"We live in an environment existing of substances, a medium, and surfaces: substances being more or less material, of a gaseous atmosphere as medium, and of surfaces separating those substances from the medium. We don’t live in space." (J.J.Gibson; The Ecological Approach to Visual Perception; Houghten Mifflin Company, Boston 1979)
As perception-psychologists see it, perception of "space" is merely an idea of unfolding three coordinates and in fact is not tenable. We perceive space differently.
Our environment exists of substances, medium, and surfaces. The medium being made of gravity, heat, light, sound, volatile substances. We are exposed to chemical and mechanical effects, contacts, and oscillations.
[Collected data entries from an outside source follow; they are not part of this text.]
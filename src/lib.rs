#![allow(clippy::doc_markdown)] // Allow technical terms like JobExecution, SplitFlow in docs
#![allow(clippy::missing_errors_doc)] // Allow public functions without # Errors sections
#![allow(clippy::must_use_candidate)] // Allow methods without must_use when context is clear

//! # Batch Kernel
//!
//! Work-unit execution kernel for long-running batch jobs.
//!
//! ## Overview
//!
//! The kernel starts top-level job executions, fans them out into partitioned and
//! split-flow sub-jobs, tracks every live unit in a shared registry and stops them
//! cooperatively, including a bounded graceful shutdown. Alongside it, the resilience
//! policies decide how chunk-oriented processing reacts to read, process and write
//! failures.
//!
//! ## Key Features
//!
//! - **Typed work units**: jobs, partitions and split-flows as one tagged enum with
//!   collision-free registry keys
//! - **Atomic registry**: `DashMap`-backed insert-if-absent and remove-if-same
//! - **Cooperative cancellation**: job stops cascade to sub-units through child tokens
//! - **Retry/skip policies**: nearest-ancestor include/exclude classification over a
//!   named error type hierarchy
//!
//! ## Module Organization
//!
//! - [`orchestration`] - kernel, sub-job builder, worker pool and collaborator traits
//! - [`registry`] - live work unit registry
//! - [`resilience`] - exception classifier, retry and skip policies
//! - [`models`] - job definitions, executions and work units
//! - [`events`] - lifecycle event sink and broadcast publisher
//! - [`config`] - configuration management
//! - [`error`] - structured error handling
//! - [`logging`] - structured logging setup and helpers
//!
//! ## Quick Start
//!
//! ```rust,no_run
//! use batch_kernel::config::ConfigManager;
//! use batch_kernel::orchestration::{BatchKernel, JobModelSource, PersistenceService, WorkUnitRunner};
//! use std::sync::Arc;
//!
//! # async fn example(
//! #     persistence: Arc<dyn PersistenceService>,
//! #     job_models: Arc<dyn JobModelSource>,
//! #     runner: Arc<dyn WorkUnitRunner>,
//! # ) -> Result<(), Box<dyn std::error::Error>> {
//! batch_kernel::logging::init_structured_logging();
//! let config = ConfigManager::load()?;
//!
//! let kernel = BatchKernel::builder(persistence, job_models, runner)
//!     .with_config(config.config().clone())
//!     .build()?;
//!
//! // ... start jobs ...
//!
//! let report = kernel.shutdown().await;
//! println!("shutdown drained: {}", report.drained);
//! # Ok(())
//! # }
//! ```
//!
//! ## Testing
//!
//! ```bash
//! cargo test --lib    # Unit tests
//! cargo test          # Unit, integration and property tests
//! ```

pub mod config;
pub mod constants;
pub mod error;
pub mod events;
pub mod logging;
pub mod models;
pub mod orchestration;
pub mod registry;
pub mod resilience;

pub use config::{ConfigManager, ConfigurationError, KernelConfig};
pub use constants::{topics, BatchStatus, InstanceState, MIN_UNLIMITED, MIN_UNLIMITED_I32};
pub use error::{KernelError, KernelResult};
pub use events::{BatchEventSink, BroadcastEventPublisher, PublishedEvent};
pub use models::{JobDefinition, JobInstance, RuntimeJobExecution, SubUnitKey, WorkUnit, WorkUnitKind};
pub use orchestration::{
    BatchKernel, BatchKernelBuilder, CompletionHandle, ShutdownReport, SubJobBuilder,
    TokioWorkerPool, WorkerPool,
};
pub use registry::WorkUnitRegistry;
pub use resilience::{ChunkError, ExceptionClassifier, PolicyError, RetryPolicy, SkipPolicy, TypeHierarchy};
The medium, filled with energy, immersing the observer in a sea of energy. A fraction of this sea of energy can function as stimulus and provide information.
We take our environment/surrounding as granted and given. We have become used to it. We perceive surroundings as a space filled with atmosphere and objects. Being designers, we deal with these objects of space. Through perception of surroundings, one gains a sight of the environment (each creature having its own specific view), which directly influences the perception of the possibility of objects. Often, one analyses one’s own possibilities of designing objects, without actually noticing this influence our environment has.
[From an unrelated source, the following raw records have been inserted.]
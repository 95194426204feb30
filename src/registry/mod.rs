//! # Registry Infrastructure
//!
//! The kernel's index of live work units.
//!
//! ```text
//! WorkUnitRegistry
//! ├── jobs       (top-level execution id -> job unit)
//! └── sub_units  (composite key -> partition / split-flow unit)
//! ```

pub mod work_unit_registry;

// Re-export main types for easy access
pub use work_unit_registry::{RegistryStats, WorkUnitRegistry};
Besides the medium air, through which we move, which envelopes us, transmitting light and smell, surfaces surround us. We see surfaces, come into contact with them. They create spaces and are borders at the same time. Ultimately, it is surfaces that are designed, creating spaces and objects.
Our experiment is the renunciation of these borders. Thinking of an environment without surfaces, the substances and the medium merge into one another. The thought of "penetrating" into substances, like a microscopic eye, is fascinating. Imagination allows condensing the medium air. Alert senses identify wind as resistance. Change of temperature is just as “space creating” as reinforced concrete. Rain, snow, and so forth condense the medium and make it a pervading substance.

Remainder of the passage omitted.